EXERCISE
Note each line of the entries that includes "OnceCell". Then copy those lines.

INPUT DATA
//! Factor definitions and cross-sectional snapshots.

use chrono::NaiveDate;
use std::fmt;
use std::str::FromStr;

/// Whether a higher or lower raw value ranks better.
#[derive(Debug, Clone, Copy, PartialEq, Eq, Hash)]
pub enum FactorDirection {
    Up,
    Down,
}

impl fmt::Display for FactorDirection {
    fn fmt(&self, f: &mut fmt::Formatter<'_>) -> fmt::Result {
        match self {
            FactorDirection::Up => write!(f, "up"),
            FactorDirection::Down => write!(f, "down"),
        }
    }
}

impl FromStr for FactorDirection {
    type Err = String;

    fn from_str(s: &str) -> Result<Self, Self::Err> {
        match s.trim().to_lowercase().as_str() {
            "up" => Ok(FactorDirection::Up),
            "down" => Ok(FactorDirection::Down),
            other => Err(format!("unknown factor direction '{}'", other)),
        }
    }
}

#[derive(Debug, Clone, PartialEq, Eq, Hash)]
pub struct FactorSpec {
    pub name: String,
    pub direction: FactorDirection,
}

impl FactorSpec {
    pub fn up(name: &str) -> Self {
        FactorSpec {
            name: name.to_string(),
            direction: FactorDirection::Up,
        }
    }

    pub fn down(name: &str) -> Self {
        FactorSpec {
            name: name.to_string(),
            direction: FactorDirection::Down,
        }
    }
}

impl fmt::Display for FactorSpec {
    fn fmt(&self, f: &mut fmt::Formatter<'_>) -> fmt::Result {
        write!(f, "{}({})", self.name, self.direction)
    }
}

/// Raw values of one factor at a single date.
///
/// `values` keeps the order in which identifiers were requested. A `None`
/// entry marks an instrument with no value for this factor on `date`.
#[derive(Debug, Clone, PartialEq)]
pub struct FactorSnapshot {
    pub factor: String,
    pub date: Option<NaiveDate>,
    pub values: Vec<(String, Option<f64>)>,
}

impl FactorSnapshot {
    pub fn new(factor: &str, date: Option<NaiveDate>, values: Vec<(String, Option<f64>)>) -> Self {
        FactorSnapshot {
            factor: factor.to_string(),
            date,
            values,
        }
    }

    /// A snapshot with every requested identifier marked missing.
    pub fn missing(factor: &str, codes: &[String]) -> Self {
        FactorSnapshot {
            factor: factor.to_string(),
            date: None,
            values: codes.iter().map(|c| (c.clone(), None)).collect(),
        }
    }

    pub fn get(&self, code: &str) -> Option<f64> {
        self.values
            .iter()
            .find(|(c, _)| c == code)
            .and_then(|(_, v)| *v)
            .filter(|v| v.is_finite())
    }

    /// Entries with a finite value, in snapshot order.
    pub fn present(&self) -> impl Iterator<Item = (&str, f64)> {
        self.values.iter().filter_map(|(code, value)| match value {
            Some(v) if v.is_finite() => Some((code.as_str(), *v)),
            _ => None,
        })
    }
}

#[cfg(test)]
mod tests {
    use super::*;

    #[test]
    fn direction_parses_case_insensitive() {
        assert_eq!("UP".parse::<FactorDirection>(), Ok(FactorDirection::Up));
        assert_eq!(" down ".parse::<FactorDirection>(), Ok(FactorDirection::Down));
        assert!("sideways".parse::<FactorDirection>().is_err());
    }

    #[test]
    fn spec_display() {
        assert_eq!(FactorSpec::up("roe").to_string(), "roe(up)");
        assert_eq!(FactorSpec::down("pb_ratio").to_string(), "pb_ratio(down)");
    }

    #[test]
    fn present_skips_missing_and_nan() {
        let snap = FactorSnapshot::new(
            "roe",
            None,
            vec![
                ("A".into(), Some(1.0)),
                ("B".into(), None),
                ("C".into(), Some(f64::NAN)),
                ("D".into(), Some(-2.0)),
            ],
        );
        let present: Vec<_> = snap.present().collect();
        assert_eq!(present, vec![("A", 1.0), ("D", -2.0)]);
        assert_eq!(snap.get("C"), None);
        assert_eq!(snap.get("D"), Some(-2.0));
    }

    #[test]
    fn missing_snapshot_marks_everything() {
        let codes = vec!["A".to_string(), "B".to_string()];
        let snap = FactorSnapshot::missing("roe", &codes);
        assert_eq!(snap.values.len(), 2);
        assert_eq!(snap.present().count(), 0);
    }
}
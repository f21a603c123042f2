//! Configuration access port trait.

pub trait ConfigPort {
    fn get_string(&self, section: &str, key: &str) -> Option<String>;
    fn get_int(&self, section: &str, key: &str, default: i64) -> i64;
    fn get_double(&self, section: &str, key: &str, default: f64) -> f64;
    fn get_bool(&self, section: &str, key: &str, default: bool) -> bool;

    /// Comma-separated list, trimmed, empty entries dropped. `None` if the key is absent.
    fn get_list(&self, section: &str, key: &str) -> Option<Vec<String>> {
        self.get_string(section, key).map(|raw| {
            raw.split(',')
                .map(|s| s.trim().to_string())
                .filter(|s| !s.is_empty())
                .collect()
        })
    }
}
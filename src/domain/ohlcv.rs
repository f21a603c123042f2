//! Daily bar representation and bar field selection.

use chrono::NaiveDate;
use std::fmt;

#[derive(Debug, Clone, PartialEq)]
pub struct OhlcvBar {
    pub date: NaiveDate,
    pub open: f64,
    pub high: f64,
    pub low: f64,
    pub close: f64,
    pub volume: i64,
}

#[derive(Debug, Clone, Copy, PartialEq, Eq)]
pub enum BarSize {
    Day,
}

impl fmt::Display for BarSize {
    fn fmt(&self, f: &mut fmt::Formatter<'_>) -> fmt::Result {
        match self {
            BarSize::Day => write!(f, "1d"),
        }
    }
}

#[derive(Debug, Clone, Copy, PartialEq, Eq)]
pub enum BarField {
    Open,
    High,
    Low,
    Close,
    Volume,
}

impl OhlcvBar {
    pub fn field(&self, field: BarField) -> f64 {
        match field {
            BarField::Open => self.open,
            BarField::High => self.high,
            BarField::Low => self.low,
            BarField::Close => self.close,
            BarField::Volume => self.volume as f64,
        }
    }
}
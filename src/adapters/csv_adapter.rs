//! CSV file host data adapter.
//!
//! Layout under the base directory:
//!
//! - `index_members.csv`: `index,code`
//! - `factors.csv`: `date,code,factor,value` (empty value = missing)
//! - `prices/<code>.csv`: `date,open,high,low,close,volume`
//!
//! `factors.csv` is parsed on first use and kept for the adapter's lifetime.

use crate::domain::calendar::build_unified_timeline;
use crate::domain::error::FactorTraderError;
use crate::domain::factor::FactorSnapshot;
use crate::domain::ohlcv::{BarField, BarSize, OhlcvBar};
use crate::ports::market_data_port::MarketDataPort;
use chrono::NaiveDate;
use std::cell::OnceCell;
use std::collections::{BTreeSet, HashMap};
use std::fs;
use std::path::{Path, PathBuf};
use tracing::{debug, warn};

pub struct CsvHostAdapter {
    base_path: PathBuf,
    factor_rows: OnceCell<Vec<FactorRow>>,
}

struct FactorRow {
    date: NaiveDate,
    code: String,
    factor: String,
    value: Option<f64>,
}

impl CsvHostAdapter {
    pub fn new(base_path: PathBuf) -> Self {
        Self {
            base_path,
            factor_rows: OnceCell::new(),
        }
    }

    fn index_path(&self) -> PathBuf {
        self.base_path.join("index_members.csv")
    }

    fn factors_path(&self) -> PathBuf {
        self.base_path.join("factors.csv")
    }

    fn price_path(&self, code: &str) -> PathBuf {
        self.base_path.join("prices").join(format!("{}.csv", code))
    }

    fn read(&self, path: &Path, operation: &str) -> Result<String, FactorTraderError> {
        fs::read_to_string(path).map_err(|e| {
            FactorTraderError::external(operation, format!("failed to read {}: {}", path.display(), e))
        })
    }

    fn factor_rows(&self) -> Result<&[FactorRow], FactorTraderError> {
        if let Some(rows) = self.factor_rows.get() {
            return Ok(rows);
        }
        let rows = self.read_factor_rows()?;
        debug!(rows = rows.len(), "loaded factor table");
        Ok(self.factor_rows.get_or_init(|| rows))
    }

    fn read_factor_rows(&self) -> Result<Vec<FactorRow>, FactorTraderError> {
        const OP: &str = "get_factor_values";
        let content = self.read(&self.factors_path(), OP)?;
        let mut rdr = csv::Reader::from_reader(content.as_bytes());
        let mut rows = Vec::new();

        for result in rdr.records() {
            let record =
                result.map_err(|e| FactorTraderError::external(OP, format!("CSV parse error: {}", e)))?;
            let date = parse_date(record.get(0), OP)?;
            let code = field(&record, 1, "code", OP)?.to_string();
            let factor = field(&record, 2, "factor", OP)?.to_string();
            let raw = record.get(3).unwrap_or("").trim();
            let value = if raw.is_empty() || raw.eq_ignore_ascii_case("nan") {
                None
            } else {
                Some(raw.parse::<f64>().map_err(|e| {
                    FactorTraderError::external(OP, format!("invalid value '{}': {}", raw, e))
                })?)
            };
            rows.push(FactorRow {
                date,
                code,
                factor,
                value,
            });
        }
        Ok(rows)
    }

    /// Daily bars for `code`, sorted by date.
    pub fn load_bars(&self, code: &str) -> Result<Vec<OhlcvBar>, FactorTraderError> {
        const OP: &str = "get_price_history";
        let content = self.read(&self.price_path(code), OP)?;
        let mut rdr = csv::Reader::from_reader(content.as_bytes());
        let mut bars = Vec::new();

        for result in rdr.records() {
            let record =
                result.map_err(|e| FactorTraderError::external(OP, format!("CSV parse error: {}", e)))?;
            let date = parse_date(record.get(0), OP)?;
            let number = |idx: usize, name: &str| -> Result<f64, FactorTraderError> {
                field(&record, idx, name, OP)?
                    .parse::<f64>()
                    .map_err(|e| FactorTraderError::external(OP, format!("invalid {} value: {}", name, e)))
            };
            bars.push(OhlcvBar {
                date,
                open: number(1, "open")?,
                high: number(2, "high")?,
                low: number(3, "low")?,
                close: number(4, "close")?,
                volume: number(5, "volume")? as i64,
            });
        }

        bars.sort_by_key(|b| b.date);
        Ok(bars)
    }

    /// Union of the bar dates of `codes` within `[start, end]`.
    ///
    /// Codes without a price file are skipped.
    pub fn trading_dates(
        &self,
        codes: &[String],
        start: NaiveDate,
        end: NaiveDate,
    ) -> Result<Vec<NaiveDate>, FactorTraderError> {
        let mut series = Vec::with_capacity(codes.len());
        for code in codes {
            if !self.price_path(code).exists() {
                warn!(%code, "no price file, excluded from trading calendar");
                continue;
            }
            let bars = self.load_bars(code)?;
            series.push(
                bars.into_iter()
                    .map(|b| b.date)
                    .filter(|d| *d >= start && *d <= end)
                    .collect::<Vec<_>>(),
            );
        }
        Ok(build_unified_timeline(series))
    }
}

fn field<'a>(
    record: &'a csv::StringRecord,
    idx: usize,
    name: &str,
    operation: &str,
) -> Result<&'a str, FactorTraderError> {
    record
        .get(idx)
        .map(str::trim)
        .ok_or_else(|| FactorTraderError::external(operation, format!("missing {} column", name)))
}

fn parse_date(raw: Option<&str>, operation: &str) -> Result<NaiveDate, FactorTraderError> {
    let raw = raw.ok_or_else(|| FactorTraderError::external(operation, "missing date column"))?;
    NaiveDate::parse_from_str(raw.trim(), "%Y-%m-%d")
        .map_err(|e| FactorTraderError::external(operation, format!("invalid date format: {}", e)))
}

impl MarketDataPort for CsvHostAdapter {
    fn get_index_members(&self, index_id: &str) -> Result<Vec<String>, FactorTraderError> {
        const OP: &str = "get_index_members";
        let content = self.read(&self.index_path(), OP)?;
        let mut rdr = csv::Reader::from_reader(content.as_bytes());
        let mut members = Vec::new();

        for result in rdr.records() {
            let record =
                result.map_err(|e| FactorTraderError::external(OP, format!("CSV parse error: {}", e)))?;
            if field(&record, 0, "index", OP)? == index_id {
                members.push(field(&record, 1, "code", OP)?.to_string());
            }
        }
        Ok(members)
    }

    fn get_factor_values(
        &self,
        codes: &[String],
        factor: &str,
        lookback: usize,
        as_of: NaiveDate,
    ) -> Result<FactorSnapshot, FactorTraderError> {
        let rows = self.factor_rows()?;

        // The last `lookback` dates with any factor data form the search window.
        let dates: BTreeSet<NaiveDate> = rows
            .iter()
            .map(|r| r.date)
            .filter(|d| *d <= as_of)
            .collect();
        let window_start = dates.iter().rev().nth(lookback.max(1) - 1).or(dates.iter().next());

        let latest = rows
            .iter()
            .filter(|r| r.factor == factor && r.date <= as_of)
            .filter(|r| window_start.is_none_or(|start| r.date >= *start))
            .map(|r| r.date)
            .max();

        let Some(latest) = latest else {
            return Ok(FactorSnapshot::missing(factor, codes));
        };

        let values: HashMap<&str, Option<f64>> = rows
            .iter()
            .filter(|r| r.factor == factor && r.date == latest)
            .map(|r| (r.code.as_str(), r.value))
            .collect();

        Ok(FactorSnapshot::new(
            factor,
            Some(latest),
            codes
                .iter()
                .map(|c| (c.clone(), values.get(c.as_str()).copied().flatten()))
                .collect(),
        ))
    }

    fn get_price_history(
        &self,
        code: &str,
        count: usize,
        bar_size: BarSize,
        field: BarField,
        as_of: NaiveDate,
    ) -> Result<Vec<f64>, FactorTraderError> {
        debug!(%code, %bar_size, ?field, %as_of, count, "loading price history");
        let bars = self.load_bars(code)?;
        let available: Vec<&OhlcvBar> = bars.iter().filter(|b| b.date <= as_of).collect();
        let start = available.len().saturating_sub(count);
        Ok(available[start..].iter().map(|b| b.field(field)).collect())
    }
}
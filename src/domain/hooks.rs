//! Strategy entry points invoked by the host scheduler.
//!
//! `monthly_refresh` rescores the index universe and replaces the candidate
//! set held in [`StrategyState`]. `daily_rebalance` issues target-weight
//! directives toward that set, either directly or gated by the trend filter.
//! Index, price and trading call failures end the invocation; factor fetch
//! failures follow [`FactorFailurePolicy`](crate::domain::scoring::FactorFailurePolicy).

use crate::domain::error::FactorTraderError;
use crate::domain::ohlcv::{BarField, BarSize};
use crate::domain::scoring::{ScoringReport, score_and_select};
use crate::domain::strategy::{EmptyCandidatePolicy, StrategyConfig, StrategyState, StrategyVariant};
use crate::domain::trend_filter::{Signal, TrendFilter, evaluate_entry, evaluate_exit};
use crate::ports::market_data_port::MarketDataPort;
use crate::ports::scheduler_port::{Cadence, Hook, SchedulerPort};
use crate::ports::trading_port::TradingPort;
use chrono::{Datelike, NaiveDate};
use std::collections::HashSet;
use std::fmt;
use tracing::{debug, info, warn};

#[derive(Debug, Clone, Copy, PartialEq, Eq)]
pub enum WeightReason {
    /// Held but no longer a candidate.
    NotCandidate,
    /// Equal-weight allocation to a candidate.
    Candidate,
    /// First allocation into an empty portfolio.
    InitialEntry,
    TrendExit,
    TrendEntry,
    /// Candidate set is empty and the policy is to exit everything.
    Liquidate,
}

impl fmt::Display for WeightReason {
    fn fmt(&self, f: &mut fmt::Formatter<'_>) -> fmt::Result {
        let s = match self {
            WeightReason::NotCandidate => "not_candidate",
            WeightReason::Candidate => "candidate",
            WeightReason::InitialEntry => "initial_entry",
            WeightReason::TrendExit => "trend_exit",
            WeightReason::TrendEntry => "trend_entry",
            WeightReason::Liquidate => "liquidate",
        };
        write!(f, "{}", s)
    }
}

#[derive(Debug, Clone, PartialEq)]
pub struct WeightDirective {
    pub code: String,
    pub weight: f64,
    pub reason: WeightReason,
}

#[derive(Debug, Clone, PartialEq)]
pub struct RebalanceReport {
    pub date: NaiveDate,
    pub directives: Vec<WeightDirective>,
    /// The hook did not trade on this date.
    pub skipped: bool,
    /// Instruments whose trend evaluation lacked price history.
    pub insufficient_history: Vec<String>,
}

impl RebalanceReport {
    fn new(date: NaiveDate) -> Self {
        RebalanceReport {
            date,
            directives: Vec::new(),
            skipped: false,
            insufficient_history: Vec::new(),
        }
    }

    fn skipped(date: NaiveDate) -> Self {
        RebalanceReport {
            skipped: true,
            ..RebalanceReport::new(date)
        }
    }

    pub fn weight_for(&self, code: &str) -> Option<f64> {
        self.directives
            .iter()
            .rev()
            .find(|d| d.code == code)
            .map(|d| d.weight)
    }
}

/// Register the refresh and rebalance hooks with the host scheduler.
pub fn register_hooks(config: &StrategyConfig, scheduler: &mut dyn SchedulerPort) {
    scheduler.register(
        Cadence::Monthly {
            trading_day: config.refresh_trading_day,
        },
        Hook::Refresh,
    );
    scheduler.register(Cadence::Daily, Hook::Rebalance);
}

/// Order-preserving de-duplication of index members.
pub fn dedupe_universe(members: Vec<String>) -> Vec<String> {
    let mut seen = HashSet::new();
    members
        .into_iter()
        .filter(|code| seen.insert(code.clone()))
        .collect()
}

pub fn monthly_refresh(
    config: &StrategyConfig,
    state: &mut StrategyState,
    data: &dyn MarketDataPort,
    as_of: NaiveDate,
) -> Result<ScoringReport, FactorTraderError> {
    let members = data.get_index_members(&config.index_id)?;
    let universe = dedupe_universe(members);
    if universe.is_empty() {
        return Err(FactorTraderError::EmptyUniverse {
            index: config.index_id.clone(),
        });
    }
    info!(index = %config.index_id, members = universe.len(), %as_of, "refreshing candidates");

    let report = score_and_select(
        &universe,
        &config.factors,
        config.top_n,
        config.factor_failure,
        |spec| data.get_factor_values(&universe, &spec.name, config.factor_lookback, as_of),
    )?;

    if report.candidates.is_empty() {
        warn!(%as_of, "scoring produced no candidates");
    } else {
        debug!(candidates = ?report.candidates, "new candidate set");
    }

    state.universe = universe;
    state.candidates = report.candidates.clone();
    state.scores = report.table.clone();
    state.last_refresh = Some(as_of);
    Ok(report)
}

pub fn daily_rebalance(
    config: &StrategyConfig,
    state: &StrategyState,
    data: &dyn MarketDataPort,
    trading: &mut dyn TradingPort,
    date: NaiveDate,
) -> Result<RebalanceReport, FactorTraderError> {
    if let Some(day) = config.rebalance_day {
        if date.day() != day {
            return Ok(RebalanceReport::skipped(date));
        }
    }

    let held = trading.get_current_positions()?;
    let mut report = RebalanceReport::new(date);

    let Some(weight) = state.candidate_weight() else {
        match config.empty_candidates {
            EmptyCandidatePolicy::Hold => {
                warn!(%date, "candidate set is empty, holding current positions");
                report.skipped = true;
            }
            EmptyCandidatePolicy::Liquidate => {
                warn!(%date, held = held.len(), "candidate set is empty, liquidating");
                for code in &held {
                    issue(trading, &mut report, code, 0.0, WeightReason::Liquidate)?;
                }
            }
        }
        return Ok(report);
    };

    match config.variant {
        StrategyVariant::Simple => {
            for code in held.iter().filter(|c| !state.is_candidate(c)) {
                issue(trading, &mut report, code, 0.0, WeightReason::NotCandidate)?;
            }
            for code in &state.candidates {
                issue(trading, &mut report, code, weight, WeightReason::Candidate)?;
            }
        }
        StrategyVariant::TrendFiltered {
            filter,
            observation,
        } => {
            rebalance_with_trend(
                state,
                data,
                trading,
                &mut report,
                &held,
                &filter,
                observation,
                weight,
            )?;
        }
    }

    info!(%date, directives = report.directives.len(), "rebalance complete");
    Ok(report)
}

#[allow(clippy::too_many_arguments)]
fn rebalance_with_trend(
    state: &StrategyState,
    data: &dyn MarketDataPort,
    trading: &mut dyn TradingPort,
    report: &mut RebalanceReport,
    held: &[String],
    filter: &TrendFilter,
    observation: usize,
    weight: f64,
) -> Result<(), FactorTraderError> {
    let date = report.date;

    if held.is_empty() {
        for code in &state.candidates {
            issue(trading, report, code, weight, WeightReason::InitialEntry)?;
        }
        return Ok(());
    }

    for code in held {
        let prices = data.get_price_history(code, observation, BarSize::Day, BarField::Close, date)?;
        let eval = evaluate_exit(&prices, filter);
        if let Some(gap) = eval.insufficient {
            info!(%code, bars = gap.bars, required = gap.required, "insufficient history for exit check");
            report.insufficient_history.push(code.clone());
            continue;
        }
        if eval.signal == Signal::Sell {
            if let Some(ma) = eval.snapshot {
                info!(%code, short = ma.short, long = ma.long, triggers = ?eval.sell_triggers, "sell signal");
            }
            issue(trading, report, code, 0.0, WeightReason::TrendExit)?;
        }
    }

    for code in state.candidates.iter().filter(|c| !held.contains(*c)) {
        let prices = data.get_price_history(code, observation, BarSize::Day, BarField::Close, date)?;
        let eval = evaluate_entry(&prices, filter);
        if let Some(gap) = eval.insufficient {
            info!(%code, bars = gap.bars, required = gap.required, "insufficient history for entry check");
            report.insufficient_history.push(code.clone());
            continue;
        }
        if let Some(ma) = eval.snapshot {
            debug!(
                %code,
                golden_state = ma.golden_state(),
                short_rising = ma.short_rising(),
                price_above_short = ma.price_above_short(),
                "entry check"
            );
        }
        if eval.signal == Signal::Buy {
            issue(trading, report, code, weight, WeightReason::TrendEntry)?;
        }
    }
    Ok(())
}

fn issue(
    trading: &mut dyn TradingPort,
    report: &mut RebalanceReport,
    code: &str,
    weight: f64,
    reason: WeightReason,
) -> Result<(), FactorTraderError> {
    trading.set_target_weight(code, weight)?;
    debug!(%code, weight, %reason, "target weight set");
    report.directives.push(WeightDirective {
        code: code.to_string(),
        weight,
        reason,
    });
    Ok(())
}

ANSWER TO THIS PROBLEM
use std::cell::OnceCell;
    factor_rows: OnceCell<Vec<FactorRow>>,
            factor_rows: OnceCell::new(),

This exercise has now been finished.